Decision Date07 December 1927
Docket NumberNo. 26221.,26221.
Citation1 S.W.2d 181
PartiesOSBORN v. CHICAGO, R. I. & P. RY. CO.
CourtMissouri Supreme Court

Appeal from Circuit Court, Grundy County; L. B. Woods, Judge.

Action under the Federal Employers' Liability Act by Leo Osborn against the Chicago, Rock Island & Pacific Railway Company. Judgment for plaintiff, and defendant appealed to the Kansas City Court of Appeals. On defendant's motion the cause was transferred to the Supreme Court. Judgment reversed.

Luther Burns, of Topeka, Kan., and Henry S. Conrad, L. E. Durham, and Hale Houts, all of Kansas City, for appellant.

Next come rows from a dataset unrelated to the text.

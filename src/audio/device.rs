// Output device discovery (cpal)

use crate::output::{OutputError, OutputResult};
use cpal::traits::{DeviceTrait, HostTrait};
use cpal::{Device, Host};

#[derive(Clone, Debug, PartialEq, Eq)]
pub struct OutputDeviceInfo {
    pub name: String,
    pub is_default: bool,
}

pub struct AudioDeviceManager {
    host: Host,
}

impl AudioDeviceManager {
    pub fn new() -> Self {
        Self {
            host: cpal::default_host(),
        }
    }

    /// All output devices the host reports, default one flagged
    pub fn list_output_devices(&self) -> Vec<OutputDeviceInfo> {
        let default_name = self
            .host
            .default_output_device()
            .and_then(|d| d.name().ok())
            .unwrap_or_default();

        let Ok(devices) = self.host.output_devices() else {
            return Vec::new();
        };

        devices
            .filter_map(|device| device.name().ok())
            .map(|name| OutputDeviceInfo {
                is_default: name == default_name,
                name,
            })
            .collect()
    }

    /// Device by name, or the default output device when `name` is None
    pub fn output_device(&self, name: Option<&str>) -> OutputResult<Device> {
        let Some(wanted) = name else {
            return self
                .host
                .default_output_device()
                .ok_or_else(|| OutputError::Device("no default output device".to_string()));
        };

        let devices = self
            .host
            .output_devices()
            .map_err(|e| OutputError::Device(e.to_string()))?;
        for device in devices {
            if let Ok(device_name) = device.name()
                && device_name == wanted
            {
                return Ok(device);
            }
        }
        Err(OutputError::Device(format!("output device '{}' not found", wanted)))
    }
}

impl Default for AudioDeviceManager {
    fn default() -> Self {
        Self::new()
    }
}
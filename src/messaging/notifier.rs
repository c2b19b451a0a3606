// Notifier - Last-value cache paired with a listener set
//
// Observers that arrive late read `latest()`; observers that stay around
// subscribe and receive every published value.

use super::listeners::{ListenerSet, Subscription};
use std::sync::{Arc, Mutex, PoisonError};

pub struct Notifier<T> {
    latest: Arc<Mutex<T>>,
    listeners: ListenerSet<T>,
}

impl<T: Clone + Send + 'static> Notifier<T> {
    pub fn new(initial: T) -> Self {
        Self {
            latest: Arc::new(Mutex::new(initial)),
            listeners: ListenerSet::new(),
        }
    }

    /// Copy of the most recently published value
    pub fn latest(&self) -> T {
        self.latest
            .lock()
            .unwrap_or_else(PoisonError::into_inner)
            .clone()
    }

    /// Store `value` as the latest and deliver it to every listener
    pub fn publish(&self, value: T) {
        {
            let mut latest = self.latest.lock().unwrap_or_else(PoisonError::into_inner);
            *latest = value.clone();
        }
        self.listeners.emit(&value);
    }

    pub fn subscribe<F>(&self, callback: F) -> Subscription
    where
        F: Fn(&T) + Send + Sync + 'static,
    {
        self.listeners.subscribe(callback)
    }
}

impl<T> Clone for Notifier<T> {
    fn clone(&self) -> Self {
        Self {
            latest: Arc::clone(&self.latest),
            listeners: self.listeners.clone(),
        }
    }
}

A. G. Knight, of Trenton, and Mosman, Rogers & Buzard, of Kansas City, for respondent.

SEDDON, C.

Plaintiff seeks recovery under the Federal Employers' Liability Act (45 USCA §§ 51-59; U. S. Comp. St. §§ 8657-8665) for injuries sustained by him while in the employ of defendant. It is conceded by the parties hereto that the action falls within the purview of the federal act aforesaid, and it was stipulated by the parties at the trial that plaintiff, at the time of his injury, was an employee of defendant and was engaged in interstate commerce. The trial resulted in a verdict and judgment, entered on November 9, 1923, in favor of plaintiff in the sum of $8,000. On November 21, 1923, plaintiff voluntarily remitted the sum of $500 on said verdict, but made no remittitur of the interest which had accrued upon the judgment from the date of entry, November 9, 1923. A new judgment was not entered at or after the time of the filing of the voluntary remittitur, nor was the judgment of November 9, 1923, set aside or modified by the trial court. After unsuccessful motions for new trial and in arrest of judgment, defendant was granted an appeal from the judgment entered nisi to the Kansas City Court of Appeals. On motion of defendant, the Kansas City Court of Appeals entered an order transferring the cause to this court, apparently upon the ground that the record and the judgment from which the appeal is taken disclose that the amount in dispute, exclusive of costs, exceeds the sum of $7,500, the maximum limit of the pecuniary jurisdiction of the Court of Appeals, and hence this court has exclusive jurisdiction of the appeal by virtue of section 2418, R. S. Mo. 1919, and section 12 of article 6, and sections 3 and 5, amendment of 1884 to article 6, Missouri Constitution. The amount in dispute, as disclosed by the one and only judgment entered in the trial court, after crediting the amount of the remittitur thereon, clearly exceeds the pecuniary jurisdiction of the Court of Appeals by the amount of the interest accruing upon the judgment from the date thereof, November 9, 1923, to the date of the remittitur, November 21, 1923. State ex rel. v. Broaddus, 212 Mo. 685, 111 S. W. 508. Hence we must take jurisdiction of the appeal.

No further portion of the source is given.